Arbitration Limitation Delay: Supreme Court Rejects 21-Year Old Claim

ByLegal Paath Research

14.04.2026

State of West Bengal & Ors. v. M/S B.B.M. Enterprises

Citation: 2026 INSC 358

Introduction

The Supreme Court addressed arbitration limitation delay and held that stale claims cannot be revived through arbitration. The Court ruled that a claim raised after 21 years is clearly time barred and cannot be referred to arbitration.


Background

The dispute arose from a contract where the work was completed on 30 July 2000. The contractor issued a notice to start arbitration only on 2 June 2022.

The High Court allowed the request under Section 11 of the Arbitration and Conciliation Act, 1996. It held that the final bill was not determined and therefore limitation did not begin.

The State challenged this order before the Supreme Court.


Issue

The key issue was whether arbitration can proceed despite a long arbitration limitation delay of 21 years.


Court’s Analysis

The Supreme Court examined settled law on limitation. It held that the Limitation Act applies to arbitration proceedings.

The Court clarified that two limitations must be satisfied:

  • limitation for the arbitration claim
  • limitation for filing Section 11 application

The Court found that the claim itself was time barred. It noted that after the communication dated 4 January 2001, the contractor took no steps for 21 years.

The Court held that such an arbitration limitation delay creates a dead claim. It also observed that no detailed inquiry was required in this case.


Rejection of High Court View

The Court rejected the High Court’s reasoning. It held that failure of the Engineer-in-Charge to determine the final bill does not extend limitation.

If such failure existed, the contractor should have acted earlier. The contractor did not raise a final bill or issue notice within the limitation period.


Principle of Law

The Court reiterated an important principle:

👉 Law favors the diligent and not the indolent

The Court held that arbitration cannot override limitation law. Allowing such delayed claims would defeat legal certainty.


Decision

The Supreme Court allowed the appeal. It set aside the High Court order.
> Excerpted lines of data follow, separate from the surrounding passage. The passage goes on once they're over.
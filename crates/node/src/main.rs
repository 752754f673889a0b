// node/src/main.rs
use amm_core::{Amount, Coin, Dec, PoolId};
use clap::{Args, Parser, Subcommand};
use gamm::route::{exact_in_routes, exact_out_routes};
use gamm::{DistrRecord, FeeToken, UpdateFeeTokenProposal, UpdatePoolIncentivesProposal};
use node::{Node, NodeConfig, NodeGenesis};
use rust_decimal::Decimal;
use serde::Serialize;
use std::path::Path;
use std::sync::Arc;
use tokio::sync::RwLock;
use tracing_subscriber::{layer::SubscriberExt, util::SubscriberInitExt};

#[derive(Parser)]
#[command(name = "gammd")]
#[command(about = "Weighted AMM pool engine node", version, long_about = None)]
struct Cli {
    #[command(subcommand)]
    command: Commands,

    /// Enable debug logging
    #[arg(short, long, global = true)]
    debug: bool,
}

#[derive(Subcommand)]
enum Commands {
    /// Initialize a home directory
    Init {
        /// Home directory
        #[arg(long, default_value = "./gammd")]
        home: String,

        /// Genesis file (JSON) to import
        #[arg(short, long)]
        genesis: Option<String>,
    },

    /// Serve queries over JSON-RPC
    Start {
        /// Configuration file path
        #[arg(short, long, default_value = "./gammd/config.toml")]
        config: String,
    },

    /// Read pool state
    Query {
        #[arg(short, long, default_value = "./gammd/config.toml", global = true)]
        config: String,

        #[command(subcommand)]
        command: QueryCommands,
    },

    /// Submit a transaction in a new block
    Tx {
        #[arg(short, long, default_value = "./gammd/config.toml", global = true)]
        config: String,

        #[command(subcommand)]
        command: TxCommands,
    },

    /// Governance proposals
    Gov {
        #[arg(short, long, default_value = "./gammd/config.toml", global = true)]
        config: String,

        #[command(subcommand)]
        command: GovCommands,
    },

    /// Print the current state as a genesis file
    Export {
        #[arg(short, long, default_value = "./gammd/config.toml")]
        config: String,
    },
}

/// Route as parallel pool id and denom lists
#[derive(Args)]
struct RouteArgs {
    #[arg(long = "swap-route-pool-ids", required = true)]
    pool_ids: Vec<PoolId>,

    #[arg(long = "swap-route-denoms", required = true)]
    denoms: Vec<String>,
}

#[derive(Subcommand)]
enum QueryCommands {
    Pool { pool_id: PoolId },
    Pools,
    PoolParams { pool_id: PoolId },
    TotalShare { pool_id: PoolId },
    Records { pool_id: PoolId },
    SpotPrice {
        pool_id: PoolId,
        token_in_denom: String,
        token_out_denom: String,
    },
    EstimateSwapExactAmountIn {
        pool_id: PoolId,
        sender: String,
        /// Coin such as `1000tokena`
        token_in: Coin,
        #[command(flatten)]
        route: RouteArgs,
    },
    EstimateSwapExactAmountOut {
        pool_id: PoolId,
        sender: String,
        token_out: Coin,
        #[command(flatten)]
        route: RouteArgs,
    },
    DistrInfo,
    FeeTokens,
    Balances { address: String },
}

#[derive(Subcommand)]
enum TxCommands {
    CreatePool {
        #[arg(long)]
        from: String,
        /// Initial deposit, repeated once per asset
        #[arg(long = "asset", required = true)]
        assets: Vec<Coin>,
        /// Raw weight, repeated in the same order as --asset
        #[arg(long = "weight", required = true)]
        weights: Vec<Decimal>,
        #[arg(long)]
        swap_fee: Decimal,
        #[arg(long, default_value = "0")]
        exit_fee: Decimal,
    },
    JoinPool {
        #[arg(long)]
        from: String,
        #[arg(long)]
        pool_id: PoolId,
        #[arg(long = "max-amounts-in", required = true)]
        max_amounts_in: Vec<Coin>,
        #[arg(long, default_value = "0")]
        min_shares_out: Amount,
    },
    JoinSwapExternAmountIn {
        #[arg(long)]
        from: String,
        #[arg(long)]
        pool_id: PoolId,
        #[arg(long)]
        token_in: Coin,
        #[arg(long, default_value = "0")]
        min_shares_out: Amount,
    },
    ExitPool {
        #[arg(long)]
        from: String,
        #[arg(long)]
        pool_id: PoolId,
        #[arg(long)]
        share_amount_in: Amount,
        #[arg(long = "min-amounts-out")]
        min_amounts_out: Vec<Coin>,
    },
    ExitSwapShareAmountIn {
        #[arg(long)]
        from: String,
        #[arg(long)]
        pool_id: PoolId,
        #[arg(long)]
        token_out_denom: String,
        #[arg(long)]
        share_amount_in: Amount,
        #[arg(long, default_value = "0")]
        min_amount_out: Amount,
    },
    SwapExactAmountIn {
        #[arg(long)]
        from: String,
        #[arg(long)]
        token_in: Coin,
        #[arg(long)]
        token_out_min_amount: Amount,
        #[command(flatten)]
        route: RouteArgs,
    },
    SwapExactAmountOut {
        #[arg(long)]
        from: String,
        #[arg(long)]
        token_out: Coin,
        #[arg(long)]
        token_in_max_amount: Amount,
        #[command(flatten)]
        route: RouteArgs,
    },
}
The Court held that the claim was ex facie time barred due to arbitration limitation delay. It refused to refer the dispute to arbitration.


Conclusion

This judgment strengthens limitation law in arbitration. It makes clear that courts must reject dead claims at the threshold.

An arbitration limitation delay cannot be justified by technical arguments. Parties must act within the prescribed time.